To get started you just need to define a new authentication strategy:
server.auth.strategy('clef', 'clef', {
appID: 'YOUR APP ID',
appSecret: 'YOUR APP SECRET',
cookieName: 'hapi-clef',
cookieOptions: {
isSecure: false,
path: '/',
encoding: 'iron',
password: 'CHANGE THIS'
}
});
You need a page to embed the clef button on, let's make a route for that:
server.route([{
method: 'GET',
path: '/',
handler: function (request, reply) {
const state = HapiClef.getStateParameter();
reply.view('index', { state: state }).state('hapi-clef', state);
}
});
The HapiClef.getStateParameter()
function returns a random string which you need to embed in the Clef button. This is a CSRF token used later to confirm that the request really came from the user and not someone else. You also need to set a cookie here containing the state parameter.

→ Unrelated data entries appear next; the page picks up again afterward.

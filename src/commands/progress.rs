//! Derived progress views and the combined progress report

use chrono::NaiveDateTime;
use serde::{Deserialize, Serialize};

use super::load_user_snapshot;
use crate::achievements::{
  compute_streaks, evaluate_catalog, summarize, AchievementMetrics, AchievementStatus, AchievementSummary,
  StreakState, ACHIEVEMENT_CATALOG,
};
use crate::db::AppState;
use crate::error::Result;
use crate::models::SkippedRecords;
use crate::period::Period;
use crate::stats::{compute_stats, exercise_maxima, ExerciseMaximum, PeriodStats};
use crate::views::{
  activity_heatmap, category_breakdown, estimated_one_rep_max, ActivityHeatmapCell, CategoryBreakdown,
  PersonalRecordEstimate,
};

pub async fn get_category_breakdown(
  state: &AppState,
  user_id: i64,
  period: Period,
  now: NaiveDateTime,
) -> Result<Vec<CategoryBreakdown>> {
  let snapshot = load_user_snapshot(state, user_id).await?;
  Ok(category_breakdown(&snapshot.workouts, period, now))
}

pub async fn get_personal_records(
  state: &AppState,
  user_id: i64,
  period: Period,
  now: NaiveDateTime,
) -> Result<Vec<PersonalRecordEstimate>> {
  let snapshot = load_user_snapshot(state, user_id).await?;
  Ok(estimated_one_rep_max(&snapshot.workouts, period, now))
}

pub async fn get_activity_heatmap(
  state: &AppState,
  user_id: i64,
  period: Period,
  now: NaiveDateTime,
) -> Result<Vec<ActivityHeatmapCell>> {
  let snapshot = load_user_snapshot(state, user_id).await?;
  Ok(activity_heatmap(&snapshot.workouts, period, now))
}

/// Everything the progress screen shows for one period, from a single snapshot
#[derive(Debug, Clone, PartialEq, Serialize, Deserialize)]
pub struct ProgressReport {
  pub generated_at: NaiveDateTime,
  pub stats: PeriodStats,
  pub maxima: Vec<ExerciseMaximum>,
  pub streaks: StreakState,
  pub achievements: Vec<AchievementStatus>,
  pub achievement_summary: AchievementSummary,
  pub categories: Vec<CategoryBreakdown>,
  pub personal_records: Vec<PersonalRecordEstimate>,
  pub heatmap: Vec<ActivityHeatmapCell>,
  /// Stored records left out of every figure above
  pub skipped: SkippedRecords,
}

pub async fn get_progress_report(
  state: &AppState,
  user_id: i64,
  period: Period,
  now: NaiveDateTime,
) -> Result<ProgressReport> {
  let snapshot = load_user_snapshot(state, user_id).await?;
  let workouts = &snapshot.workouts;

  let achievements = evaluate_catalog(ACHIEVEMENT_CATALOG, &AchievementMetrics::collect(workouts, now));
  let achievement_summary = summarize(&achievements);

  let report = ProgressReport {
    generated_at: now,
    stats: compute_stats(workouts, period, now),
    maxima: exercise_maxima(workouts, period, now),
    streaks: compute_streaks(workouts),
    achievements,
    achievement_summary,
    categories: category_breakdown(workouts, period, now),
    personal_records: estimated_one_rep_max(workouts, period, now),
    heatmap: activity_heatmap(workouts, period, now),
    skipped: snapshot.skipped,
  };

  tracing::info!(
    user_id,
    %period,
    workouts = report.stats.workout_count,
    unlocked = report.achievement_summary.unlocked,
    skipped = report.skipped.total(),
    "Built progress report"
  );

  Ok(report)
}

The name of the cookie should be the same as the cookieName
specified when create the auth strategy.
If the state isn't both present in the button and in the cookie, the login request will fail.

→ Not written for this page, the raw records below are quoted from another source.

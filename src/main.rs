use gym_log_lib::error::ErrorResponse;

#[tokio::main]
async fn main() {
  let period = std::env::args().nth(1);

  if let Err(e) = gym_log_lib::run(period.as_deref()).await {
    tracing::error!(code = e.code(), "{}", e);
    let response = ErrorResponse::from(&e);
    eprintln!("{}: {}", response.error, response.details);
    std::process::exit(1);
  }
}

Here's an example of the view template you could use:
<!DOCTYPE html>
<html lang="en">
<head>
<meta charset="UTF-8">
<title>Clef example</title>
</head>
<body>
<script
type="text/javascript"
src="https://clef.io/v3/clef.js"
class="clef-button"
data-app-id="YOUR APP ID"
data-color="blue"
data-style="flat"
data-redirect-url="http://localhost:4000/login"
data-state="{{state}}"
data-type="login">
</script>
</body>
</html>
Then define both the login and logout routes. These are routes that Clef will request with an OAuth token. You don't need to worry about OAuth though. That's all handled internally by the plugin.

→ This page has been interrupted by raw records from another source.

//! Test utilities and helpers for unit testing
//!
//! This module provides common test infrastructure including:
//! - Database setup/teardown
//! - Seeded users, exercises and workouts
//! - In-memory record factories
//! - Helper assertions

use chrono::{Days, NaiveDate, NaiveDateTime};
use sqlx::SqlitePool;

use crate::config::Config;
use crate::db::{self, AppState, NewWorkoutEntry};
use crate::models::{Category, Exercise, Workout, WorkoutEntry};

/// ---------------------------------------------------------------------------
/// Database Test Utilities
/// ---------------------------------------------------------------------------

/// Create an in-memory SQLite database for testing
/// Runs all migrations and returns a ready-to-use pool
///
/// Uses max_connections(1) to prevent multiple pool connections from creating
/// isolated in-memory databases, which would cause intermittent test failures
pub async fn setup_test_db() -> SqlitePool {
  let pool = sqlx::sqlite::SqlitePoolOptions::new()
    .max_connections(1)
    .connect("sqlite::memory:")
    .await
    .expect("Failed to create in-memory database");

  db::run_migrations(&pool)
    .await
    .expect("Failed to run migrations");

  pool
}

/// Wrap a test pool in application state with default config
pub fn test_state(pool: SqlitePool) -> AppState {
  AppState {
    db: pool,
    config: Config::default(),
  }
}

/// Close a test database pool
pub async fn teardown_test_db(pool: SqlitePool) {
  pool.close().await;
}

pub async fn seed_test_user(pool: &SqlitePool, username: &str) -> i64 {
  db::create_user(pool, username)
    .await
    .expect("Failed to seed user")
}

/// Ids of the exercises created by [`seed_test_exercises`]
#[derive(Debug, Clone, Copy)]
pub struct TestExercises {
  pub bench_press: i64,
  pub squat: i64,
  pub deadlift: i64,
  pub running: i64,
}

/// Seed a small exercise library, with categories stored the way the app stores them
pub async fn seed_test_exercises(pool: &SqlitePool, user_id: i64) -> TestExercises {
  let mut ids = Vec::new();
  for (name, category) in [
    ("Bench Press", "Грудь"),
    ("Squat", "Ноги"),
    ("Deadlift", "Спина"),
    ("Running", "Кардио"),
  ] {
    let id = db::create_exercise(pool, user_id, name, category)
      .await
      .expect("Failed to seed exercise");
    ids.push(id);
  }

  TestExercises {
    bench_press: ids[0],
    squat: ids[1],
    deadlift: ids[2],
    running: ids[3],
  }
}

/// Seed one workout per entry in `days_ago`, each with a bench press 3×10×80
/// and a 30 minute run. Returns the workout ids.
pub async fn seed_test_workouts(
  pool: &SqlitePool,
  user_id: i64,
  exercises: &TestExercises,
  now: NaiveDateTime,
  days_ago: &[u64],
) -> Vec<i64> {
  let mut workout_ids = Vec::new();

  for &offset in days_ago {
    let date = now
      .checked_sub_days(Days::new(offset))
      .expect("date in range");
    let workout_id = db::create_workout(pool, user_id, Some(date), None)
      .await
      .expect("Failed to insert test workout");

    for entry in [
      NewWorkoutEntry {
        exercise_id: exercises.bench_press,
        sets: 3,
        reps: 10,
        weight: 80.0,
        comment: None,
      },
      NewWorkoutEntry {
        exercise_id: exercises.running,
        sets: 1,
        reps: 30,
        weight: 0.0,
        comment: None,
      },
    ] {
      db::add_workout_entry(pool, workout_id, &entry)
        .await
        .expect("Failed to insert test entry");
    }

    workout_ids.push(workout_id);
  }

  workout_ids
}

/// ---------------------------------------------------------------------------
/// Record Factories
/// ---------------------------------------------------------------------------

pub fn mock_exercise(id: i64, name: &str, category: Category) -> Exercise {
  Exercise {
    id,
    name: name.to_string(),
    category,
  }
}

pub fn strength_entry(exercise: &Exercise, sets: u32, reps: u32, weight: f64) -> WorkoutEntry {
  WorkoutEntry {
    id: 0,
    exercise: exercise.clone(),
    sets,
    reps,
    weight,
    comment: None,
  }
}

/// Cardio entry: `minutes` goes into the reps field, weight is zero
pub fn cardio_entry(exercise: &Exercise, sets: u32, minutes: u32) -> WorkoutEntry {
  strength_entry(exercise, sets, minutes, 0.0)
}

pub fn mock_workout(id: i64, date: NaiveDateTime, entries: Vec<WorkoutEntry>) -> Workout {
  Workout {
    id,
    date,
    notes: None,
    entries,
  }
}

/// ---------------------------------------------------------------------------
/// Time Helpers
/// ---------------------------------------------------------------------------

pub fn day(year: i32, month: u32, day: u32) -> NaiveDate {
  NaiveDate::from_ymd_opt(year, month, day).expect("valid date")
}

/// Local wall-clock time on the hour
pub fn at(year: i32, month: u32, d: u32, hour: u32) -> NaiveDateTime {
  day(year, month, d).and_hms_opt(hour, 0, 0).expect("valid time")
}

/// Dates `offsets` whole days before `now`
pub fn dates_days_ago(now: NaiveDateTime, offsets: &[i64]) -> Vec<NaiveDateTime> {
  offsets
    .iter()
    .map(|&o| now - chrono::Duration::days(o))
    .collect()
}

/// ---------------------------------------------------------------------------
/// Test Macros
/// ---------------------------------------------------------------------------

/// Assert two floats are approximately equal within a tolerance
#[macro_export]
macro_rules! assert_approx_eq {
  ($left:expr, $right:expr, $tolerance:expr) => {
    let diff = (($left) - ($right) as f64).abs();
    assert!(
      diff < $tolerance,
      "Values not approximately equal: {} vs {} (diff: {}, tolerance: {})",
      $left,
      $right,
      diff,
      $tolerance
    );
  };
}

/// ---------------------------------------------------------------------------
/// Tests for Test Utilities
/// ---------------------------------------------------------------------------

#[cfg(test)]
mod tests {
  use super::*;

  #[tokio::test]
  async fn test_setup_db_creates_schema() {
    let pool = setup_test_db().await;

    let tables: Vec<(String,)> = sqlx::query_as(
      "SELECT name FROM sqlite_master WHERE type='table' AND name IN ('users', 'exercises', 'workouts', 'workout_entries')"
    )
    .fetch_all(&pool)
    .await
    .expect("Failed to query tables");

    assert_eq!(tables.len(), 4, "Expected 4 tables, got {}", tables.len());

    teardown_test_db(pool).await;
  }

  #[tokio::test]
  async fn test_seed_workouts_returns_correct_count() {
    let pool = setup_test_db().await;
    let user_id = seed_test_user(&pool, "maksim").await;
    let exercises = seed_test_exercises(&pool, user_id).await;

    let ids = seed_test_workouts(&pool, user_id, &exercises, at(2025, 9, 25, 18), &[0, 1, 2, 3, 4]).await;
    assert_eq!(ids.len(), 5);

    let count: i64 = sqlx::query_scalar("SELECT COUNT(*) FROM workout_entries")
      .fetch_one(&pool)
      .await
      .expect("Failed to count entries");

    assert_eq!(count, 10);

    teardown_test_db(pool).await;
  }

  #[test]
  fn test_time_helpers() {
    let now = at(2025, 9, 25, 18);
    let dates = dates_days_ago(now, &[0, 7]);
    assert_eq!(dates[0], now);
    assert_eq!(dates[1].date(), day(2025, 9, 18));
  }
}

The login and logout routes, if successful will have request.auth.credentials
set. Exactly what is exposed depends on your application's setup in Clef. A thorough reading of their developer docs is recommended.
server.route([{
method: 'GET',
config: {
auth: 'clef'
},
path: '/login',
handler: function (request, reply) {
console.log(request.auth.credentials);
// Do your login stuff
reply('ok');
}
}, {
method: 'POST',
config: {
auth: {
strategies: ['clef'],
payload: true
}
},
path: '/logout',
handler: function (request, reply) {
console.log(request.auth.credentials);
// Do your logout stuff
reply('ok');
}
}]);
Within these handler's you're expected to implement your own login behaviour. You'll probably create a new account, or retrieve one from the database. Or you might prompt the user for more information relevant to your app. You'll probably go ahead and create a session for the user using hapi-auth-cookie too.
Logout Gotchas
Your logout route will be called by Clef, not by the user themselves, so it's not possible to clear their cookie here to log them out, as you would do in a more traditional session-based app. You're expected to store logout timestamps in the database and check that requests elsewhere aren't coming from a user that should be logged out. There's more info on this in the Clef docs.